It is the eve of a lovely Sunday, Christmas lights are sparkling and in the quiet before bed, I have sat down to read my daily Advent email. I signed up to receive a daily reading all throughout Advent from the Bruderhof communities, and I have been absolutely loving it. This particular reading struck me though, and it was so beautiful, I had to share it:
Advent is the time of promise; it is not yet the time of fulfillment. We are still in the midst of everything and in the logical inexorability and relentlessness of destiny. To eyes that do not see, it still seems as though the final dice are being cast down here in these valleys, on these battlefields, in these camps and prisons and bomb shelters. Those who are awake sense the working of the other powers and can await the coming of their hour.

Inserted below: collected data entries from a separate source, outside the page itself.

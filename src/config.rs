//! Compiler options.
//!
//! Options are plain data so a host can build them in code or load them
//! from a JSON file (`camelCase` keys, every key optional):
//!
//! ```json
//! { "extraHostMembers": ["fft"], "autogeneratedHeader": false }
//! ```

use serde::{Deserialize, Serialize};
use sketchc_common::HostMembers;
use sketchc_emitter::PrintOptions;

#[derive(Clone, Debug, PartialEq, Eq, Serialize, Deserialize)]
#[serde(rename_all = "camelCase", default, deny_unknown_fields)]
pub struct CompilerOptions {
    /// Names the host runtime provides on top of the standard surface.
    pub extra_host_members: Vec<String>,
    /// Start the output with the autogenerated-code comment.
    pub autogenerated_header: bool,
    /// Remove `/* @pjs */` directive blocks before compiling.
    pub strip_directives: bool,
    /// Report warnings with error severity.
    pub treat_warnings_as_errors: bool,
}

impl Default for CompilerOptions {
    fn default() -> Self {
        Self {
            extra_host_members: Vec::new(),
            autogenerated_header: true,
            strip_directives: true,
            treat_warnings_as_errors: false,
        }
    }
}

impl CompilerOptions {
    /// Parse options from JSON text.
    pub fn from_json(text: &str) -> serde_json::Result<Self> {
        serde_json::from_str(text)
    }

    pub fn host_members(&self) -> HostMembers {
        if self.extra_host_members.is_empty() {
            HostMembers::standard()
        } else {
            HostMembers::with_extra(self.extra_host_members.iter().map(String::as_str))
        }
    }

    pub const fn print_options(&self) -> PrintOptions {
        PrintOptions {
            autogenerated_header: self.autogenerated_header,
        }
    }
}

#[cfg(test)]
#[path = "tests/config_tests.rs"]
mod tests;
//! Lexical mask layer.
//!
//! A single left-to-right scan that removes comments and moves every string,
//! character and regex literal into a `LiteralTable`, leaving a `'N'`
//! placeholder behind. After this pass no quote character remains in the
//! text, which is what makes the placeholder grammar of later phases safe.
//!
//! Regex literals do not exist in the sketch language proper, but sketches
//! mixing in script code use them. A `/` starts a regex only when the previous
//! significant character is one of `[ ( = | & ! ^ : ?`; anywhere else it is a
//! division operator. This positional rule is an approximation, not lexing.

use memchr::memchr;
use sketchc_common::{Diagnostic, diagnostic_codes};
use tracing::debug;

use crate::markers::{encode_markers, join_return_lines};
use crate::placeholder::literal_placeholder;

/// What a recorded literal was in the source.
#[derive(Clone, Copy, Debug, PartialEq, Eq)]
pub enum LiteralKind {
    /// A string literal, `"..."` or a multi-character `'...'`.
    Str,
    /// A single-character `'c'` literal, rendered as a character object.
    Char,
    /// A `/body/flags` regex literal.
    Regex,
}

/// One extracted literal, including its delimiters.
#[derive(Clone, Debug, PartialEq, Eq)]
pub struct LiteralRecord {
    pub index: usize,
    pub raw: String,
    pub kind: LiteralKind,
}

/// Side table of extracted literals, indexed by placeholder number.
#[derive(Clone, Debug, Default)]
pub struct LiteralTable {
    records: Vec<LiteralRecord>,
}

impl LiteralTable {
    pub fn new() -> Self {
        Self::default()
    }

    /// Record a literal and return its placeholder.
    pub fn push(&mut self, raw: &str, kind: LiteralKind) -> String {
        let index = self.records.len();
        self.records.push(LiteralRecord {
            index,
            raw: raw.to_string(),
            kind,
        });
        literal_placeholder(index)
    }

    pub fn get(&self, index: usize) -> Option<&LiteralRecord> {
        self.records.get(index)
    }

    pub fn len(&self) -> usize {
        self.records.len()
    }

    pub fn is_empty(&self) -> bool {
        self.records.is_empty()
    }

    pub fn iter(&self) -> std::slice::Iter<'_, LiteralRecord> {
        self.records.iter()
    }
}

/// Masked text plus the literals taken out of it.
#[derive(Clone, Debug, Default)]
pub struct MaskedSource {
    pub text: String,
    pub literals: LiteralTable,
    pub diagnostics: Vec<Diagnostic>,
}

/// The full lexical mask layer: literal masking, marker neutralisation and
/// joining of `return` onto the line of its operand.
pub fn mask_source(source: &str) -> MaskedSource {
    let mut masked = mask_literals(source);
    masked.text = join_return_lines(&encode_markers(&masked.text));
    masked
}

/// Characters after which a `/` opens a regex literal.
const REGEX_PREFIX: &[u8] = b"[(=|&!^:?";

/// Strip comments and mask string, character and regex literals.
pub fn mask_literals(source: &str) -> MaskedSource {
    let src = normalize_newlines(source);
    let bytes = src.as_bytes();
    let len = bytes.len();

    let mut out = String::with_capacity(len);
    let mut literals = LiteralTable::new();
    let mut diagnostics = Vec::new();
    let mut copy_from = 0;
    let mut pos = 0;

    while pos < len {
        match bytes[pos] {
            quote @ (b'"' | b'\'') => match scan_quoted(bytes, pos, quote) {
                Some(end) => {
                    out.push_str(&src[copy_from..pos]);
                    let raw = &src[pos..end];
                    let kind = if quote == b'\'' && is_char_literal(raw) {
                        LiteralKind::Char
                    } else {
                        LiteralKind::Str
                    };
                    out.push_str(&literals.push(raw, kind));
                    pos = end;
                    copy_from = end;
                }
                None => {
                    diagnostics.push(
                        Diagnostic::from_code(
                            diagnostic_codes::UNTERMINATED_STRING_LITERAL,
                            &[if quote == b'"' { "\"" } else { "'" }],
                        )
                        .at(pos as u32),
                    );
                    pos += 1;
                }
            },
            b'/' if bytes.get(pos + 1) == Some(&b'/') => {
                out.push_str(&src[copy_from..pos]);
                match memchr(b'\n', &bytes[pos..]) {
                    Some(rel) => {
                        out.push('\n');
                        pos += rel + 1;
                    }
                    None => pos = len,
                }
                copy_from = pos;
            }
            b'/' if bytes.get(pos + 1) == Some(&b'*') => {
                out.push_str(&src[copy_from..pos]);
                match find_block_comment_end(bytes, pos + 2) {
                    Some(end) => {
                        out.push(' ');
                        pos = end;
                    }
                    None => {
                        diagnostics.push(
                            Diagnostic::from_code(
                                diagnostic_codes::UNTERMINATED_BLOCK_COMMENT,
                                &[],
                            )
                            .at(pos as u32),
                        );
                        pos = len;
                    }
                }
                copy_from = pos;
            }
            b'/' if in_regex_position(&out, &src[copy_from..pos]) => {
                match scan_regex(bytes, pos) {
                    Some(end) => {
                        out.push_str(&src[copy_from..pos]);
                        out.push_str(&literals.push(&src[pos..end], LiteralKind::Regex));
                        pos = end;
                        copy_from = end;
                    }
                    None => pos += 1,
                }
            }
            _ => pos += 1,
        }
    }
    out.push_str(&src[copy_from..]);

    debug!(
        literals = literals.len(),
        diagnostics = diagnostics.len(),
        "masked literals"
    );
    MaskedSource {
        text: out,
        literals,
        diagnostics,
    }
}

/// `\r\n`, `\n\r` and lone `\r` all become `\n`.
fn normalize_newlines(source: &str) -> String {
    if !source.contains('\r') {
        return source.to_string();
    }
    let mut out = String::with_capacity(source.len());
    let mut chars = source.chars().peekable();
    while let Some(ch) = chars.next() {
        match ch {
            '\r' => {
                chars.next_if_eq(&'\n');
                out.push('\n');
            }
            '\n' => {
                chars.next_if_eq(&'\r');
                out.push('\n');
            }
            _ => out.push(ch),
        }
    }
    out
}

/// End offset (exclusive) of a quoted literal starting at `start`, or `None`
/// when it runs into a line break or the end of input.
fn scan_quoted(bytes: &[u8], start: usize, quote: u8) -> Option<usize> {
    let mut pos = start + 1;
    while pos < bytes.len() {
        match bytes[pos] {
            b'\\' => {
                if bytes.get(pos + 1).is_none_or(|&next| next == b'\n') {
                    return None;
                }
                pos += 2;
            }
            b'\n' => return None,
            b if b == quote => return Some(pos + 1),
            _ => pos += 1,
        }
    }
    None
}

fn find_block_comment_end(bytes: &[u8], from: usize) -> Option<usize> {
    let mut pos = from;
    while pos + 1 < bytes.len() {
        if bytes[pos] == b'*' && bytes[pos + 1] == b'/' {
            return Some(pos + 2);
        }
        pos += 1;
    }
    None
}

/// True when the last non-whitespace character before the `/` is a regex
/// prefix. `pending` is source text not yet copied to `out`.
fn in_regex_position(out: &str, pending: &str) -> bool {
    let prev = pending
        .bytes()
        .rev()
        .chain(out.bytes().rev())
        .find(|b| !b.is_ascii_whitespace());
    prev.is_some_and(|b| REGEX_PREFIX.contains(&b))
}

/// End offset of a regex literal `/body/flags` starting at `start`.
fn scan_regex(bytes: &[u8], start: usize) -> Option<usize> {
    if matches!(bytes.get(start + 1), Some(b'*' | b'/') | None) {
        return None;
    }
    let mut pos = start + 1;
    loop {
        match *bytes.get(pos)? {
            b'\\' => {
                if bytes.get(pos + 1).is_none_or(|&next| next == b'\n') {
                    return None;
                }
                pos += 2;
            }
            b'\n' => return None,
            b'/' => break,
            _ => pos += 1,
        }
    }
    pos += 1;
    while matches!(bytes.get(pos), Some(b'g' | b'i' | b'm')) {
        pos += 1;
    }
    Some(pos)
}

/// A single-quoted literal holding exactly one character or one escape
/// (`'a'`, `'\n'`, `'A'`).
fn is_char_literal(raw: &str) -> bool {
    let Some(inner) = raw.strip_prefix('\'').and_then(|r| r.strip_suffix('\'')) else {
        return false;
    };
    match inner.strip_prefix('\\') {
        Some(escape) => {
            let mut chars = escape.chars();
            chars.next().is_some() && chars.all(|c| c.is_ascii_hexdigit())
        }
        None => {
            let mut chars = inner.chars();
            matches!(chars.next(), Some(c) if c != '\'' && c != '\n') && chars.next().is_none()
        }
    }
}

#[cfg(test)]
#[path = "../tests/mask.rs"]
mod tests;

Space is still filled with the noise of destruction and annihilation, the shouts of self-assurance and arrogance, the weeping of despair and helplessness. But round about the horizon the eternal realities stand silent in their age-old longing. There shines on them already the first mild light of the radiant fulfillment to come. From afar sound the first notes as of pipes and voices, not yet discernable as a song or melody. It is all far off still, and only just announced and foretold. But it is happening, today.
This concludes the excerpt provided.